#### [Task to complete]
Whenever a line in the data contains "peer", show that line.
++++ Data to examine
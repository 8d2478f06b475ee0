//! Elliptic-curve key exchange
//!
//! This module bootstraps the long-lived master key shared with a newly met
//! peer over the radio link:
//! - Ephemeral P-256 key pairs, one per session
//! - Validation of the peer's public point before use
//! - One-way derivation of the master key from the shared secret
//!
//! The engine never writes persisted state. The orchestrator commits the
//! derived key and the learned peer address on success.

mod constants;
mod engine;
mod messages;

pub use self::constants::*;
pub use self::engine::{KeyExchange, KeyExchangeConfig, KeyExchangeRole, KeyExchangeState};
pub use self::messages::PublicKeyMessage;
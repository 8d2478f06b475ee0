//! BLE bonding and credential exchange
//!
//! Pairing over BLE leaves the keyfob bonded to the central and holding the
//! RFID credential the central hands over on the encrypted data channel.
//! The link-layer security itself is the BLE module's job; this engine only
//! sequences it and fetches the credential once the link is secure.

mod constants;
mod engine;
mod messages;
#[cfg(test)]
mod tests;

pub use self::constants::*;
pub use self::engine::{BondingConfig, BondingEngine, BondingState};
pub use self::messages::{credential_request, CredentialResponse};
++++++++
#### [Written solution]
//! peer over the radio link:
//! - Validation of the peer's public point before use
//! derived key and the learned peer address on success.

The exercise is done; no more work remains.